Chrysanthemums (often called mums) require well-draining soil with good fertility. A mix of equal parts peat, perlite, and garden loam works well. Maintain soil pH between 6.0 and 7.0 for optimal growth.
Mums should be repotted every one to two years. Best repotting occurs in the spring before the onset of abundant growth.
- Humidity & Misting
Mums thrive in moderate humidity levels, ideally between 40% to 60%. They can tolerate some variation outside this range.
- Suitable locations
Place mums in bright, indirect light and away from drafts.
Plant mums in a sunny location with some afternoon shade.
- Life cycle
The Chrysanthemum 'Firecracker', commonly known as Hardy Garden Mum, begins its life cycle as a seed or cutting typically propagated in early spring under controlled temperatures. As it germinates, it advances to the seedling stage, developing a set of true leaves after the initial sprouts. This Hardy Garden Mum then goes through a vegetative growth phase, experiencing rapid foliage expansion and increased root development throughout the growing season. As the days shorten and cooler temperatures set in towards late summer or early fall, the plant enters the budding phase and ultimately blooms, presenting vibrant, daisy-like flowers that attract pollinators. After flowering, the Chrysanthemum 'Firecracker' sets seeds if pollination has occurred, completing the reproductive cycle. As the cold winter approaches, this perennial plant often dies back to the ground, relying on its root system to survive the winter and regenerate the following spring.

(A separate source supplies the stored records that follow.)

//! The resume document shipped with the app.
//!
//! The webview previews it through the asset protocol, which only the webview
//! can reach. "Open" therefore hands the OS a copy on disk, and "Download"
//! writes one wherever the user picks.

use std::path::{Path, PathBuf};

use anyhow::Context;
use dioxus::prelude::*;
use portfolio_core::ResumeAsset;
use rfd::FileDialog;

const RESUME_PDF: Asset = asset!("/assets/resume.pdf");
const RESUME_BYTES: &[u8] = include_bytes!("../assets/resume.pdf");

/// Name offered when saving or opening the bundled copy
pub const FILE_NAME: &str = "resume.pdf";

/// The resume the dialog shows
#[derive(Clone, Debug, PartialEq)]
pub struct ResumeDocument {
    pub asset: ResumeAsset,
    /// Shipped with the app, so downloads go through a save dialog
    pub bundled: bool,
}

impl ResumeDocument {
    /// A document at a location given by content or the command line
    pub fn linked(url: impl Into<String>) -> Self {
        Self {
            asset: ResumeAsset::new(url),
            bundled: false,
        }
    }

    /// The bundled document, with an on-disk copy in `copy_dir` for the OS viewer
    pub fn bundled(copy_dir: &Path) -> Self {
        let asset = ResumeAsset::new(RESUME_PDF.to_string()).with_file_name(FILE_NAME);
        let asset = match write_copy(copy_dir) {
            Ok(path) => asset.with_open_url(file_url(&path)),
            Err(e) => {
                tracing::warn!("Could not place resume copy in {:?}: {:?}", copy_dir, e);
                asset
            }
        };
        Self {
            asset,
            bundled: true,
        }
    }

    /// Linked document when a location is given, the bundled one otherwise
    pub fn resolve(resume_url: Option<&str>, copy_dir: &Path) -> Self {
        match resume_url {
            Some(url) => Self::linked(url),
            None => Self::bundled(copy_dir),
        }
    }
}

/// Where the on-disk copy lives
pub fn default_copy_dir() -> PathBuf {
    dirs::cache_dir()
        .unwrap_or_else(std::env::temp_dir)
        .join("portfolio-desktop")
}

fn write_copy(dir: &Path) -> std::io::Result<PathBuf> {
    std::fs::create_dir_all(dir)?;
    let path = dir.join(FILE_NAME);
    std::fs::write(&path, RESUME_BYTES)?;
    Ok(path)
}

fn file_url(path: &Path) -> String {
    let path = path.to_string_lossy().replace('\\', "/");
    if path.starts_with('/') {
        format!("file://{}", path)
    } else {
        format!("file:///{}", path)
    }
}

/// Ask where to save the bundled resume and write it there.
///
/// `Ok(None)` when the user cancels the dialog.
pub async fn save_copy(file_name: String) -> anyhow::Result<Option<PathBuf>> {
    // Open save dialog (blocking, but in spawn_blocking so UI stays responsive)
    let picked = tokio::task::spawn_blocking(move || {
        FileDialog::new()
            .add_filter("PDF", &["pdf"])
            .set_title("Save Resume")
            .set_file_name(file_name)
            .save_file()
    })
    .await
    .context("save dialog task failed")?;

    let Some(path) = picked else {
        return Ok(None);
    };
    tokio::fs::write(&path, RESUME_BYTES)
        .await
        .with_context(|| format!("failed to write {}", path.display()))?;
    tracing::info!("Saved resume to {:?}", path);
    Ok(Some(path))
}

#[cfg(test)]
mod tests {
    use super::*;
    use tempfile::TempDir;

    #[test]
    fn bundled_document_is_a_pdf() {
        assert!(RESUME_BYTES.starts_with(b"%PDF-"));
        assert!(RESUME_BYTES.ends_with(b"%%EOF\n"));
    }

    #[test]
    fn copy_matches_bundled_bytes() {
        let dir = TempDir::new().unwrap();
        let path = write_copy(&dir.path().join("nested")).unwrap();
        assert_eq!(path.file_name().unwrap(), FILE_NAME);
        assert_eq!(std::fs::read(&path).unwrap(), RESUME_BYTES);
    }

    #[test]
    fn file_urls_are_absolute() {
        assert_eq!(
            file_url(Path::new("/home/a/.cache/portfolio-desktop/resume.pdf")),
            "file:///home/a/.cache/portfolio-desktop/resume.pdf"
        );
        assert_eq!(
            file_url(Path::new(r"C:\Users\a\resume.pdf")),
            "file:///C:/Users/a/resume.pdf"
        );
    }

    #[test]
    fn given_location_overrides_bundled_copy() {
        let dir = TempDir::new().unwrap();
        let doc = ResumeDocument::resolve(Some("https://example.com/cv.pdf"), dir.path());
        assert!(!doc.bundled);
        assert_eq!(doc.asset.url(), "https://example.com/cv.pdf");
        assert_eq!(doc.asset.open_url(), "https://example.com/cv.pdf");
        assert_eq!(doc.asset.file_name(), "cv.pdf");
        // Nothing is written for a linked document
        assert!(!dir.path().join(FILE_NAME).exists());
    }
}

Chrysanthemum 'Firecracker', commonly known as mums, is most commonly propagated through division. This method is typically performed in the spring after the danger of frost has passed but before new growth begins in earnest. To propagate by division, the gardener should carefully dig up an established mum clump and gently separate it into smaller sections, ensuring that each section has a portion of the root system and several shoots. These divisions should be replanted at the same depth they were growing at previously, spaced approximately 18 to 24 inches (45 to 60 centimeters) apart to allow for adequate growth and air circulation. It's essential to water the new divisions thoroughly after planting to encourage root establishment.